● EXERCISE DIRECTIONS:
Across all lines of the entries, tally those with the word "types" in them. The reply is the tally, by itself.

Collected data:
+--

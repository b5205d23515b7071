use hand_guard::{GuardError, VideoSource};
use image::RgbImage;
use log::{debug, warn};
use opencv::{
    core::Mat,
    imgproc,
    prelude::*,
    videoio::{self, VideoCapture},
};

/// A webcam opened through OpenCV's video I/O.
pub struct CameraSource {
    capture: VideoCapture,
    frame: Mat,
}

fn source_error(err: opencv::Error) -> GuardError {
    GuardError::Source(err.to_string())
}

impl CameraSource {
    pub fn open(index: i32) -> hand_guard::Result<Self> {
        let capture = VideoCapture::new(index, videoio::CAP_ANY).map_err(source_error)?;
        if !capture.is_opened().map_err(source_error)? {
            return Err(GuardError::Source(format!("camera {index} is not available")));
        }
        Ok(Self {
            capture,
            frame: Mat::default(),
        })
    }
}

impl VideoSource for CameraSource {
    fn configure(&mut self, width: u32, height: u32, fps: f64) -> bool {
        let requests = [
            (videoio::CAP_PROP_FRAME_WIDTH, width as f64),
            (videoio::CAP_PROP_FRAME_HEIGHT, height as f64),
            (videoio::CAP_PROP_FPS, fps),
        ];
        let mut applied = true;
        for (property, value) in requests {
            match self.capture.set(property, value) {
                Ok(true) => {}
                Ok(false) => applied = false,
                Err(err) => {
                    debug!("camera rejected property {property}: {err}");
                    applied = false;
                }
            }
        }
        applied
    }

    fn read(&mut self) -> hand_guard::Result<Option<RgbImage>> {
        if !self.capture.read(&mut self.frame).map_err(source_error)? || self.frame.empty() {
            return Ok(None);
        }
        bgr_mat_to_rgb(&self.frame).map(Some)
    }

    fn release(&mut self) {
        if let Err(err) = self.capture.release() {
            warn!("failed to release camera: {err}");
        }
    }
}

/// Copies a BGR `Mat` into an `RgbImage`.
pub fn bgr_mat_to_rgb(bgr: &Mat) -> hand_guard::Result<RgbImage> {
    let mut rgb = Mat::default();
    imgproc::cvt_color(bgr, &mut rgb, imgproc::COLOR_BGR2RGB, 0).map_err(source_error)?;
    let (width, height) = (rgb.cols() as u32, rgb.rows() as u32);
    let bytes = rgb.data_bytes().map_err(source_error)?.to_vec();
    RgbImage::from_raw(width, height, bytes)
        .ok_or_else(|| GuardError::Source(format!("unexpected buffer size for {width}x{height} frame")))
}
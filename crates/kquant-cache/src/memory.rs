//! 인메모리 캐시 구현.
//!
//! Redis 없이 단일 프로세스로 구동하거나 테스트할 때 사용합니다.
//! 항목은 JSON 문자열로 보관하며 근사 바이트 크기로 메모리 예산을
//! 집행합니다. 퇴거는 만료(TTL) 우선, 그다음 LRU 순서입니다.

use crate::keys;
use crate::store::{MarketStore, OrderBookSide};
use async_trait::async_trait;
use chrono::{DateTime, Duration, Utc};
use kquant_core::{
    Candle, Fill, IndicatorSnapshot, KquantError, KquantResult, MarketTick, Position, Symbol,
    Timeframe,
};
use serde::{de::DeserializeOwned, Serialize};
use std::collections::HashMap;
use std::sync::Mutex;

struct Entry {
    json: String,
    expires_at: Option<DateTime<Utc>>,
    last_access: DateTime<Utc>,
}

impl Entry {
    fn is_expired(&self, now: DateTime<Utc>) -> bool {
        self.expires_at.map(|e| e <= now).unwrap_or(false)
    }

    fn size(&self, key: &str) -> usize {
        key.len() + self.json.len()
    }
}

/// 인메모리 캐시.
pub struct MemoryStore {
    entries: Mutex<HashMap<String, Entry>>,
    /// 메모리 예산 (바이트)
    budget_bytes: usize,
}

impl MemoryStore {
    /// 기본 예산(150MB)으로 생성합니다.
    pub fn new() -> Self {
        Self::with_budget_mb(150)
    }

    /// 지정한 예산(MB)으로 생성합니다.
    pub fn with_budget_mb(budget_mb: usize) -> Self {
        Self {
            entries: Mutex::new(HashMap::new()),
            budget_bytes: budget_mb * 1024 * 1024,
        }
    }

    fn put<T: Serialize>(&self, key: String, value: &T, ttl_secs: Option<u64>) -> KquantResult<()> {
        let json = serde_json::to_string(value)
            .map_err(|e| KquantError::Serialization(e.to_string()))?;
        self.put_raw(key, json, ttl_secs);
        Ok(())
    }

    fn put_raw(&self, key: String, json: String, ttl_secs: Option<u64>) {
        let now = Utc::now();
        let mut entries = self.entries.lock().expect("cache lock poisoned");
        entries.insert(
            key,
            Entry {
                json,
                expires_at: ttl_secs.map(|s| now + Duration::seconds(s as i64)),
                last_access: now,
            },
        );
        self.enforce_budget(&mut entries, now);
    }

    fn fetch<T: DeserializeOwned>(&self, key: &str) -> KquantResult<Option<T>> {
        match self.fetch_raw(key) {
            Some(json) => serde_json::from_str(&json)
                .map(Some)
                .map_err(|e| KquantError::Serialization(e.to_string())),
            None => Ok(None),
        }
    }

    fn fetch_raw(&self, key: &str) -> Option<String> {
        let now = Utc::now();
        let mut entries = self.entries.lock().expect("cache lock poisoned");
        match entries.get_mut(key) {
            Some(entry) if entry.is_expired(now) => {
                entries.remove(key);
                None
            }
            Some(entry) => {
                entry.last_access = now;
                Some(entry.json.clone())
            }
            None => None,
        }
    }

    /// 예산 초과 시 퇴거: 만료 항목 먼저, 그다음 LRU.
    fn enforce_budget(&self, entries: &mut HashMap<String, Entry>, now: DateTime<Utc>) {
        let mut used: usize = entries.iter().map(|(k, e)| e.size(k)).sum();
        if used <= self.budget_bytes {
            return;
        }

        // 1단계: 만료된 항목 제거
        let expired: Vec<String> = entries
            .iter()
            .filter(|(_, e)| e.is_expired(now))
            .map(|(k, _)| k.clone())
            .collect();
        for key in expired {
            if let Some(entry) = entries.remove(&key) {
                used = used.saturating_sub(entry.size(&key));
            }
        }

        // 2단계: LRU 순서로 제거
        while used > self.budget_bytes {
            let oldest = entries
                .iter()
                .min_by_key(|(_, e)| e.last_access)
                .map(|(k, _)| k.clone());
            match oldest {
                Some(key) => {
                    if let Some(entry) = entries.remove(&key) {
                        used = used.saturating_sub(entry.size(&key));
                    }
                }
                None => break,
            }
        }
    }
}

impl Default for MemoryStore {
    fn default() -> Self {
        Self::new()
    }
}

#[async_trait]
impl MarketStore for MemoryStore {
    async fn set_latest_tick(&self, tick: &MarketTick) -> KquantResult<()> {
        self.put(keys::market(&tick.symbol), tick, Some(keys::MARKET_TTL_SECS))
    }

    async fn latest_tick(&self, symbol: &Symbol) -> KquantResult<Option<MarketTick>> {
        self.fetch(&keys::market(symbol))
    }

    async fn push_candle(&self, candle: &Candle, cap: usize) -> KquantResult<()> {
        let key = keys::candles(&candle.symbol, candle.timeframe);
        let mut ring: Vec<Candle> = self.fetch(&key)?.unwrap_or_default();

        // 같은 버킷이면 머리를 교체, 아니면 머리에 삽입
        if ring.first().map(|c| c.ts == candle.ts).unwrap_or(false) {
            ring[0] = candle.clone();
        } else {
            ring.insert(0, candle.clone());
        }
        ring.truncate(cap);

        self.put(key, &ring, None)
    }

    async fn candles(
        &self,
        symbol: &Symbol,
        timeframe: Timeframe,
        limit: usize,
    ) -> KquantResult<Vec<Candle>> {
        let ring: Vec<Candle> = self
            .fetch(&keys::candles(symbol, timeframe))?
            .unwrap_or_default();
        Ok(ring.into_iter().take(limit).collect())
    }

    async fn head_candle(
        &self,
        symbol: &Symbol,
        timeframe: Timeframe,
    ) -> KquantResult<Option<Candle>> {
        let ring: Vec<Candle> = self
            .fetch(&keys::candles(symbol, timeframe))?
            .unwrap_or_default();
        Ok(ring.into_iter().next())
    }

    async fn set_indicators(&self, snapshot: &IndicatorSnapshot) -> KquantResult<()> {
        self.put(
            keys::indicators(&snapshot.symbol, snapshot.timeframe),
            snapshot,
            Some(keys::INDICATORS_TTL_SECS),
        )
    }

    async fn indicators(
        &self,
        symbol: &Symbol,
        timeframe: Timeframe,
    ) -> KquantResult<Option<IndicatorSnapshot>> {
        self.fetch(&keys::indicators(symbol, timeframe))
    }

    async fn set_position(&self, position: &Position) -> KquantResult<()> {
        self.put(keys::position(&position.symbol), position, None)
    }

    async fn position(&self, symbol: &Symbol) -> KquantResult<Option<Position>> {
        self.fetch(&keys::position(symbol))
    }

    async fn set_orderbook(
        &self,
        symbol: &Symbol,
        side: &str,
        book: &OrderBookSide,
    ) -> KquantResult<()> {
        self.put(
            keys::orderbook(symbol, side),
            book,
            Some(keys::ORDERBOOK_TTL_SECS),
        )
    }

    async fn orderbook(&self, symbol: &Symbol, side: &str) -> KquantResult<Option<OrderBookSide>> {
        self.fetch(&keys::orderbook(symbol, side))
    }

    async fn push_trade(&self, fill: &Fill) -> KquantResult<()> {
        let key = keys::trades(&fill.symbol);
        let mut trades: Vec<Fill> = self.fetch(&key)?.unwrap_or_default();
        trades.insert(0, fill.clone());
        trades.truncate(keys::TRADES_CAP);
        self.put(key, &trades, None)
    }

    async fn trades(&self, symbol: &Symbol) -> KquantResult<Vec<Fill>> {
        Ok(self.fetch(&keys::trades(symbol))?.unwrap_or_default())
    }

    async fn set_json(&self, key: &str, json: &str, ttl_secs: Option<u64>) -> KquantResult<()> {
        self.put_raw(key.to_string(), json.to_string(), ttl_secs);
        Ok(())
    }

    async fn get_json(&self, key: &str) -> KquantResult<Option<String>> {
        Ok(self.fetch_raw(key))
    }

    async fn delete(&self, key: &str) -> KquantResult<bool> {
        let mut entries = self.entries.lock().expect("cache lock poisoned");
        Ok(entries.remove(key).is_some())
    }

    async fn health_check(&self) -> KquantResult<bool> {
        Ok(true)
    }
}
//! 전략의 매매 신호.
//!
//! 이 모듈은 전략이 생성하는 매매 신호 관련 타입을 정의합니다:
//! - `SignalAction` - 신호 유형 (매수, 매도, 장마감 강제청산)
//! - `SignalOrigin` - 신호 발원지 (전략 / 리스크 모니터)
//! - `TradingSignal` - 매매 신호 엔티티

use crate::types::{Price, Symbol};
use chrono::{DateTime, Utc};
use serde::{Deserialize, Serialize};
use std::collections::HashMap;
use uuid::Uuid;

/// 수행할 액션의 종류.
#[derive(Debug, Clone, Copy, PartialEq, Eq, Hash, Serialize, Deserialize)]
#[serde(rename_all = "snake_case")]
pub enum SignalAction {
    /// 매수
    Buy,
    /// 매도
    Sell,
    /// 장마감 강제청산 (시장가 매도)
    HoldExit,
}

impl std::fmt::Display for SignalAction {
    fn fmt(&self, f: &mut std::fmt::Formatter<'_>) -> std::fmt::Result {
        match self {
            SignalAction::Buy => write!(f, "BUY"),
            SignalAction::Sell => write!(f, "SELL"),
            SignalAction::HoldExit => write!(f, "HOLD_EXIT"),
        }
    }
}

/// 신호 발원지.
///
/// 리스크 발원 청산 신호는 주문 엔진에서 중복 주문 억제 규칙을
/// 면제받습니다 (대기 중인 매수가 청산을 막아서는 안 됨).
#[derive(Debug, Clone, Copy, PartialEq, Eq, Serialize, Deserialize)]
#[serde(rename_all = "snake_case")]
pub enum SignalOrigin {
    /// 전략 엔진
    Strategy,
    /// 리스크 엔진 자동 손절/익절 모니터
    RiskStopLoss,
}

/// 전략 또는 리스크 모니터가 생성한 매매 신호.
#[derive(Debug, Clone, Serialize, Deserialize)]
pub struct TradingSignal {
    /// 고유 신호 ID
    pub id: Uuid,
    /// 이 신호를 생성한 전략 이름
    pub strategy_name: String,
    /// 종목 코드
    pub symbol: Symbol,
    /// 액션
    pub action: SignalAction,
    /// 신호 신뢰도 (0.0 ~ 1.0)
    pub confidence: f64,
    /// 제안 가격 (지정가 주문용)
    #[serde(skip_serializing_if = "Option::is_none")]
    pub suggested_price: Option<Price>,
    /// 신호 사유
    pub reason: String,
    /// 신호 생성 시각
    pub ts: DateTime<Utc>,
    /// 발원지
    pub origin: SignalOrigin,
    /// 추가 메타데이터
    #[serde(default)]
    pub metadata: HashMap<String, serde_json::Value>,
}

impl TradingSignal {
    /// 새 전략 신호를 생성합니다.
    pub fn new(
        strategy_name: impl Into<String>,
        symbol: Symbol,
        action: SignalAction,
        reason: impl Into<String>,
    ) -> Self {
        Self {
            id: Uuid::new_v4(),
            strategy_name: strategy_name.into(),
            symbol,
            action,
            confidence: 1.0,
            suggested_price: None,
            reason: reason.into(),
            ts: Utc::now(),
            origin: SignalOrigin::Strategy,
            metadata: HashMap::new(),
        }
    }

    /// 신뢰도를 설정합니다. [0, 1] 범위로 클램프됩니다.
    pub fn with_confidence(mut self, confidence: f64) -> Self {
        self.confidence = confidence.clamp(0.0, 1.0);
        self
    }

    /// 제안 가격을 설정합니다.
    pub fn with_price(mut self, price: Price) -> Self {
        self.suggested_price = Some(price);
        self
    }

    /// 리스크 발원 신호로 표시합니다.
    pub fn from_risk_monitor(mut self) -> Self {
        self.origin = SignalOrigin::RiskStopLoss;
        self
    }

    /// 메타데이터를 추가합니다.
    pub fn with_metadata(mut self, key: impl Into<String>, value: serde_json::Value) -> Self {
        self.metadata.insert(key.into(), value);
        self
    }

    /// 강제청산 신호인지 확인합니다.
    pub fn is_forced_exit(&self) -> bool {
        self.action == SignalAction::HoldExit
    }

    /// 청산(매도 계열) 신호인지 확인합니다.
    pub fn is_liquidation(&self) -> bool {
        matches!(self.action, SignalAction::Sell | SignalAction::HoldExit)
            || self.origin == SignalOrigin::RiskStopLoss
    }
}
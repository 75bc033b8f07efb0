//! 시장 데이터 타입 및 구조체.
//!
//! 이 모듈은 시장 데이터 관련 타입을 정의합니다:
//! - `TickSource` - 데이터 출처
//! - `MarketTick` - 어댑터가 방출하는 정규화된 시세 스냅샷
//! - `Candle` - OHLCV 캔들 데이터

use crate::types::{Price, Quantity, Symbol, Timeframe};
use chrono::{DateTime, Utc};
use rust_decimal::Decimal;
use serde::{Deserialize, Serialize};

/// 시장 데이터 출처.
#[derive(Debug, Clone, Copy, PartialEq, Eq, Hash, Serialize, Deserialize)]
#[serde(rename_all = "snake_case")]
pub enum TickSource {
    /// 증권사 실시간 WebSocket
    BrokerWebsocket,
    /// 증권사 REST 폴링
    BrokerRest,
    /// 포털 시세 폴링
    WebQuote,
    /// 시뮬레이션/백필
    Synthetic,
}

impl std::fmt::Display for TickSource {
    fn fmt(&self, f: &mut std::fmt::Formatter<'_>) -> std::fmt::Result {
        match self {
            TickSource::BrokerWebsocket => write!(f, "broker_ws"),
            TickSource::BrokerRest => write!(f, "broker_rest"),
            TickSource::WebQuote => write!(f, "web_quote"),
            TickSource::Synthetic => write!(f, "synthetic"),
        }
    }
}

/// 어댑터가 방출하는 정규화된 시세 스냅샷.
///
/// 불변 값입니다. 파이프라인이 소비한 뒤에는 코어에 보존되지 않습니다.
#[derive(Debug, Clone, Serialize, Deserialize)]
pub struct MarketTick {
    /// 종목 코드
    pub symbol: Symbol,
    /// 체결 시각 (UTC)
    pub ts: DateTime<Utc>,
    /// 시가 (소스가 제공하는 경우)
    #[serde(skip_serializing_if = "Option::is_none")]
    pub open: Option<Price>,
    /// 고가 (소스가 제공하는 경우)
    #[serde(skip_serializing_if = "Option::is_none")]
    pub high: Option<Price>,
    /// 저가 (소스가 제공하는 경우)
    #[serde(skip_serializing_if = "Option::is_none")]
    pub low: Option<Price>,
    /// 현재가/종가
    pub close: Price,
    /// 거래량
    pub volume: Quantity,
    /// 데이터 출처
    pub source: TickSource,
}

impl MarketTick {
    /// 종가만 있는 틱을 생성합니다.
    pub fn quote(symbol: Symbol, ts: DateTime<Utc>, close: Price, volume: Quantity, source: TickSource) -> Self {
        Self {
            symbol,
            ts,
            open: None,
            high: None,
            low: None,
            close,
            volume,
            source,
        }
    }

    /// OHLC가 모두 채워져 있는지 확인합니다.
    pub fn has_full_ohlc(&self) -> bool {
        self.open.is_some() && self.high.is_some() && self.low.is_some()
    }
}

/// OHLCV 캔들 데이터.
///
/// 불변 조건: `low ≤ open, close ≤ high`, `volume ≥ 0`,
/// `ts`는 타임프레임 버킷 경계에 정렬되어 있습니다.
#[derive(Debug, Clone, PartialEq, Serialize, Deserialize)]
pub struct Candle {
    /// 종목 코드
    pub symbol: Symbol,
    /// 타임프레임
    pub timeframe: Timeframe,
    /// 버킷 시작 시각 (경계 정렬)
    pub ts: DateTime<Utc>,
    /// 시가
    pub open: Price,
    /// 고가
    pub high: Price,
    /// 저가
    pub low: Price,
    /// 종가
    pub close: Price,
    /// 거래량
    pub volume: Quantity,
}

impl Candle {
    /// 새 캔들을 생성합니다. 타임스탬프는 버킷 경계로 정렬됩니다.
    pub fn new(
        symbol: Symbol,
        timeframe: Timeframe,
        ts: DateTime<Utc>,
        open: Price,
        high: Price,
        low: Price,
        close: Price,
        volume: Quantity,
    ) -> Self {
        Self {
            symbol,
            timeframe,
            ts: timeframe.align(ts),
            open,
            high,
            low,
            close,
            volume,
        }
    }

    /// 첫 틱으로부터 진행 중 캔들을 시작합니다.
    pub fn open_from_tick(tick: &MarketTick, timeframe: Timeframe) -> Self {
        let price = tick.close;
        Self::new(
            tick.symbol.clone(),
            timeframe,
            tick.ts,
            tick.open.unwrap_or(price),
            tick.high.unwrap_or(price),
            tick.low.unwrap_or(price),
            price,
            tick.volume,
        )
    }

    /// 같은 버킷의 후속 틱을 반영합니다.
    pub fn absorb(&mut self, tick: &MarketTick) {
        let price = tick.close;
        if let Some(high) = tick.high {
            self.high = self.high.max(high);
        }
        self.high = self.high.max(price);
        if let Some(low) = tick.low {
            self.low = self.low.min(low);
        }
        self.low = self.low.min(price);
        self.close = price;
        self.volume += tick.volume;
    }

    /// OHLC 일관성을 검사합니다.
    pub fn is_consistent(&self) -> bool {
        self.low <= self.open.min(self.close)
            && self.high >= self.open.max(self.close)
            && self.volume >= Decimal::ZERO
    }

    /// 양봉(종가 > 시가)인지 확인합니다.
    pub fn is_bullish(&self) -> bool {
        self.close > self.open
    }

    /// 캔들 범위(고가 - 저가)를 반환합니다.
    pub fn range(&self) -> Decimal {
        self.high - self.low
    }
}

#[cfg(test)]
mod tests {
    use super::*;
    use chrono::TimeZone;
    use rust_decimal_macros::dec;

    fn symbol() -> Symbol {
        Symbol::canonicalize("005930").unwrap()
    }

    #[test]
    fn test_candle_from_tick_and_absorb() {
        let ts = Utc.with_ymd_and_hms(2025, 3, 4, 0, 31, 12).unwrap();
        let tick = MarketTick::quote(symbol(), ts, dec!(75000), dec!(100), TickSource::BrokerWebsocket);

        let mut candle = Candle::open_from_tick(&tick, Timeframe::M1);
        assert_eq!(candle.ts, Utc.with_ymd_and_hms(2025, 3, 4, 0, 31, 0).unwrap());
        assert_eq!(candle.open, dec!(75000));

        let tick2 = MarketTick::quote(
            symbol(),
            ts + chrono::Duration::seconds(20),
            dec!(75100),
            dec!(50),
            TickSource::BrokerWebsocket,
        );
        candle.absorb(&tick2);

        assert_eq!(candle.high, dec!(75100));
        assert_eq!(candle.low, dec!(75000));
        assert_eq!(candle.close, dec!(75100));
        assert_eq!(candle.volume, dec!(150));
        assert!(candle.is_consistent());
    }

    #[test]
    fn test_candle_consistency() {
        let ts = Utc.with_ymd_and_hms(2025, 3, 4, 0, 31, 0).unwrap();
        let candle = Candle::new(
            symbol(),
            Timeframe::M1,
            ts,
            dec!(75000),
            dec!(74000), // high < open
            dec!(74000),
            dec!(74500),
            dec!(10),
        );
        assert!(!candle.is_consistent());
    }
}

+--

● OUTPUT OF THE TASK:
2